PROBLEM DETAILS
Nothing should change. Output the data exactly.

[Dataset entries]

========================

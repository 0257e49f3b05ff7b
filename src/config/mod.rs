//! Bundle configuration management for `monohtml.toml`.
//!
//! # Module Structure
//!
//! ```text
//! config/
//! ├── bundle     # [[bundle]] definitions and validation
//! ├── error      # ConfigError, ConfigDiagnostics
//! ├── util       # Config file discovery
//! └── mod.rs     # BundlerConfig (this file)
//! ```
//!
//! The config file is optional. Without one, the built-in `demo` and `site`
//! bundles are used with the current directory as base.
//!
//! # Top-level fields
//!
//! | Field            | Purpose                                          |
//! |------------------|--------------------------------------------------|
//! | `strict_markers` | Fail when a marker is absent from its template   |
//! | `minify`         | Default minification for every bundle            |
//! | `[[bundle]]`     | Bundle definitions (see `bundle`)                |

mod bundle;
mod error;
mod util;

pub use bundle::{BundleConfig, Strategy};
#[cfg(test)]
pub use bundle::InlineRule;
pub use error::{ConfigDiagnostics, ConfigError};
use util::find_config_file;

use crate::{cli::BuildArgs, log};
use anyhow::{Context, Result, bail};
use serde::{Deserialize, Serialize};
use std::{
    collections::HashSet,
    fs, io,
    path::{Path, PathBuf},
};

/// Config file searched for when `--config` is not given.
pub const CONFIG_FILE: &str = "monohtml.toml";

// ============================================================================
// root configuration
// ============================================================================

/// Root configuration structure representing monohtml.toml
#[derive(Debug, Clone, Serialize, Deserialize)]
#[serde(default)]
pub struct BundlerConfig {
    /// Absolute path to the config file, `None` when running on defaults
    #[serde(skip)]
    pub config_path: Option<PathBuf>,

    /// Base directory - parent of config file, or cwd (internal use only)
    #[serde(skip)]
    pub root: PathBuf,

    /// Fail when a marker is missing from its template
    pub strict_markers: bool,

    /// Minify stylesheets and scripts unless a bundle overrides it
    pub minify: bool,

    /// Bundle definitions, built in config order
    pub bundle: Vec<BundleConfig>,
}

impl Default for BundlerConfig {
    fn default() -> Self {
        Self {
            config_path: None,
            root: PathBuf::new(),
            strict_markers: true,
            minify: false,
            bundle: vec![BundleConfig::demo(), BundleConfig::site()],
        }
    }
}

impl BundlerConfig {
    /// Load configuration, searching upward from cwd.
    ///
    /// Without an explicit path a missing `monohtml.toml` falls back to the
    /// built-in bundles. An explicit path that cannot be found is an error.
    pub fn load(explicit: Option<&Path>) -> Result<Self> {
        let cwd = std::env::current_dir().context("Failed to get current working directory")?;
        let config_name = explicit.unwrap_or(Path::new(CONFIG_FILE));

        let mut config = match find_config_file(&cwd, config_name) {
            Some(path) => {
                crate::debug!("config"; "using {}", path.display());
                let mut config = Self::from_path(&path)?;
                config.root = path.parent().map(Path::to_path_buf).unwrap_or_default();
                config.config_path = Some(path);
                config
            }
            None if explicit.is_some() => {
                let err = io::Error::new(io::ErrorKind::NotFound, "config file not found");
                return Err(ConfigError::Io(config_name.to_path_buf(), err).into());
            }
            None => {
                crate::debug!("config"; "{} not found, using built-in bundles", CONFIG_FILE);
                Self::default()
            }
        };

        if config.root.as_os_str().is_empty() {
            config.root = cwd;
        }

        config.validate()?;
        Ok(config)
    }

    /// Load configuration from file path with unknown field detection.
    fn from_path(path: &Path) -> Result<Self> {
        let content =
            fs::read_to_string(path).map_err(|err| ConfigError::Io(path.to_path_buf(), err))?;

        let (config, ignored) = Self::parse_with_ignored(&content)?;

        if !ignored.is_empty() {
            Self::print_unknown_fields_warning(&ignored, path);
        }

        Ok(config)
    }

    /// Parse TOML content, collecting any unknown fields.
    fn parse_with_ignored(content: &str) -> Result<(Self, Vec<String>), ConfigError> {
        let mut ignored = Vec::new();
        let deserializer = toml::Deserializer::new(content);
        let config = serde_ignored::deserialize(deserializer, |path: serde_ignored::Path| {
            ignored.push(path.to_string());
        })?;
        Ok((config, ignored))
    }

    /// Print warning about unknown fields.
    fn print_unknown_fields_warning(fields: &[String], path: &Path) {
        let display_path = path
            .file_name()
            .map(|n| n.to_string_lossy())
            .unwrap_or_else(|| path.to_string_lossy());
        log!("warning"; "unknown fields in {}, ignoring:", display_path);
        for field in fields {
            eprintln!("- {}", field);
        }
    }

    /// Get the base directory all bundle paths are resolved against
    pub fn get_root(&self) -> &Path {
        &self.root
    }

    // ========================================================================
    // cli configuration updates
    // ========================================================================

    /// Apply build arguments from CLI.
    pub fn apply_build_args(&mut self, args: &BuildArgs) {
        crate::logger::set_verbose(args.verbose);

        if let Some(minify) = args.minify {
            self.minify = minify;
            // An explicit flag wins over per-bundle settings
            for bundle in &mut self.bundle {
                bundle.minify = None;
            }
        }
        if args.lenient_markers {
            self.strict_markers = false;
        }
    }

    /// Select bundles by name, preserving config order.
    ///
    /// An empty `names` selects every bundle.
    pub fn select(&self, names: &[String]) -> Result<Vec<&BundleConfig>> {
        if names.is_empty() {
            return Ok(self.bundle.iter().collect());
        }

        if let Some(unknown) = names
            .iter()
            .find(|name| !self.bundle.iter().any(|b| &b.name == *name))
        {
            let known: Vec<_> = self.bundle.iter().map(|b| b.name.as_str()).collect();
            bail!(
                "unknown bundle `{}` (available: {})",
                unknown,
                known.join(", ")
            );
        }

        Ok(self
            .bundle
            .iter()
            .filter(|b| names.contains(&b.name))
            .collect())
    }

    // ========================================================================
    // validation
    // ========================================================================

    /// Validate configuration.
    ///
    /// Collects all validation errors and returns them at once.
    pub fn validate(&self) -> Result<()> {
        if self.bundle.is_empty() {
            bail!(ConfigError::Validation("no bundles defined".into()));
        }

        let mut diag = ConfigDiagnostics::new();
        let mut seen = HashSet::new();

        for (i, bundle) in self.bundle.iter().enumerate() {
            bundle.validate(i, &mut diag);
            if !bundle.name.is_empty() && !seen.insert(bundle.name.as_str()) {
                diag.error(
                    format!("bundle[{i}].name"),
                    format!("duplicate bundle name `{}`", bundle.name),
                );
            }
        }

        diag.into_result()
            .map_err(|e| ConfigError::Diagnostics(e).into())
    }
}

// ============================================================================
// tests
// ============================================================================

========================

OUTPUT FOR THIS TASK
repository 0257e49f3b05ff7b
filename src/config/mod.rs
//! Bundle configuration management for `monohtml.toml`.
//!
//! # Module Structure
//!
//! ```text
//! config/
//! ├── bundle     # [[bundle]] definitions and validation
//! ├── error      # ConfigError, ConfigDiagnostics
//! ├── util       # Config file discovery
//! └── mod.rs     # BundlerConfig (this file)
//! ```
//!
//! The config file is optional. Without one, the built-in `demo` and `site`
//! bundles are used with the current directory as base.
//!
//! # Top-level fields
//!
//! | Field            | Purpose                                          |
//! |------------------|--------------------------------------------------|
//! | `strict_markers` | Fail when a marker is absent from its template   |
//! | `minify`         | Default minification for every bundle            |
//! | `[[bundle]]`     | Bundle definitions (see `bundle`)                |

mod bundle;
mod error;
mod util;

pub use bundle::{BundleConfig, Strategy};
#[cfg(test)]
pub use bundle::InlineRule;
pub use error::{ConfigDiagnostics, ConfigError};
use util::find_config_file;

use crate::{cli::BuildArgs, log};
use anyhow::{Context, Result, bail};
use serde::{Deserialize, Serialize};
use std::{
    collections::HashSet,
    fs, io,
    path::{Path, PathBuf},
};

/// Config file searched for when `--config` is not given.
pub const CONFIG_FILE: &str = "monohtml.toml";

// ============================================================================
// root configuration
// ============================================================================

/// Root configuration structure representing monohtml.toml
#[derive(Debug, Clone, Serialize, Deserialize)]
#[serde(default)]
pub struct BundlerConfig {
    /// Absolute path to the config file, `None` when running on defaults
    #[serde(skip)]
    pub config_path: Option<PathBuf>,

    /// Base directory - parent of config file, or cwd (internal use only)
    #[serde(skip)]
    pub root: PathBuf,

    /// Fail when a marker is missing from its template
    pub strict_markers: bool,

    /// Minify stylesheets and scripts unless a bundle overrides it
    pub minify: bool,

    /// Bundle definitions, built in config order
    pub bundle: Vec<BundleConfig>,
}

impl Default for BundlerConfig {
    fn default() -> Self {
        Self {
            config_path: None,
            root: PathBuf::new(),
            strict_markers: true,
            minify: false,
            bundle: vec![BundleConfig::demo(), BundleConfig::site()],
        }
    }
}

impl BundlerConfig {
    /// Load configuration, searching upward from cwd.
    ///
    /// Without an explicit path a missing `monohtml.toml` falls back to the
    /// built-in bundles. An explicit path that cannot be found is an error.
    pub fn load(explicit: Option<&Path>) -> Result<Self> {
        let cwd = std::env::current_dir().context("Failed to get current working directory")?;
        let config_name = explicit.unwrap_or(Path::new(CONFIG_FILE));

        let mut config = match find_config_file(&cwd, config_name) {
            Some(path) => {
                crate::debug!("config"; "using {}", path.display());
                let mut config = Self::from_path(&path)?;
                config.root = path.parent().map(Path::to_path_buf).unwrap_or_default();
                config.config_path = Some(path);
                config
            }
            None if explicit.is_some() => {
                let err = io::Error::new(io::ErrorKind::NotFound, "config file not found");
                return Err(ConfigError::Io(config_name.to_path_buf(), err).into());
            }
            None => {
                crate::debug!("config"; "{} not found, using built-in bundles", CONFIG_FILE);
                Self::default()
            }
        };

        if config.root.as_os_str().is_empty() {
            config.root = cwd;
        }

        config.validate()?;
        Ok(config)
    }

    /// Load configuration from file path with unknown field detection.
    fn from_path(path: &Path) -> Result<Self> {
        let content =
            fs::read_to_string(path).map_err(|err| ConfigError::Io(path.to_path_buf(), err))?;

        let (config, ignored) = Self::parse_with_ignored(&content)?;

        if !ignored.is_empty() {
            Self::print_unknown_fields_warning(&ignored, path);
        }

        Ok(config)
    }

    /// Parse TOML content, collecting any unknown fields.
    fn parse_with_ignored(content: &str) -> Result<(Self, Vec<String>), ConfigError> {
        let mut ignored = Vec::new();
        let deserializer = toml::Deserializer::new(content);
        let config = serde_ignored::deserialize(deserializer, |path: serde_ignored::Path| {
            ignored.push(path.to_string());
        })?;
        Ok((config, ignored))
    }

    /// Print warning about unknown fields.
    fn print_unknown_fields_warning(fields: &[String], path: &Path) {
        let display_path = path
            .file_name()
            .map(|n| n.to_string_lossy())
            .unwrap_or_else(|| path.to_string_lossy());
        log!("warning"; "unknown fields in {}, ignoring:", display_path);
        for field in fields {
            eprintln!("- {}", field);
        }
    }

    /// Get the base directory all bundle paths are resolved against
    pub fn get_root(&self) -> &Path {
        &self.root
    }

    // ========================================================================
    // cli configuration updates
    // ========================================================================

    /// Apply build arguments from CLI.
    pub fn apply_build_args(&mut self, args: &BuildArgs) {
        crate::logger::set_verbose(args.verbose);

        if let Some(minify) = args.minify {
            self.minify = minify;
            // An explicit flag wins over per-bundle settings
            for bundle in &mut self.bundle {
                bundle.minify = None;
            }
        }
        if args.lenient_markers {
            self.strict_markers = false;
        }
    }

    /// Select bundles by name, preserving config order.
    ///
    /// An empty `names` selects every bundle.
    pub fn select(&self, names: &[String]) -> Result<Vec<&BundleConfig>> {
        if names.is_empty() {
            return Ok(self.bundle.iter().collect());
        }

        if let Some(unknown) = names
            .iter()
            .find(|name| !self.bundle.iter().any(|b| &b.name == *name))
        {
            let known: Vec<_> = self.bundle.iter().map(|b| b.name.as_str()).collect();
            bail!(
                "unknown bundle `{}` (available: {})",
                unknown,
                known.join(", ")
            );
        }

        Ok(self
            .bundle
            .iter()
            .filter(|b| names.contains(&b.name))
            .collect())
    }

    // ========================================================================
    // validation
    // ========================================================================

    /// Validate configuration.
    ///
    /// Collects all validation errors and returns them at once.
    pub fn validate(&self) -> Result<()> {
        if self.bundle.is_empty() {
            bail!(ConfigError::Validation("no bundles defined".into()));
        }

        let mut diag = ConfigDiagnostics::new();
        let mut seen = HashSet::new();

        for (i, bundle) in self.bundle.iter().enumerate() {
            bundle.validate(i, &mut diag);
            if !bundle.name.is_empty() && !seen.insert(bundle.name.as_str()) {
                diag.error(
                    format!("bundle[{i}].name"),
                    format!("duplicate bundle name `{}`", bundle.name),
                );
            }
        }

        diag.into_result()
            .map_err(|e| ConfigError::Diagnostics(e).into())
    }
}

// ============================================================================
// tests
// ============================================================================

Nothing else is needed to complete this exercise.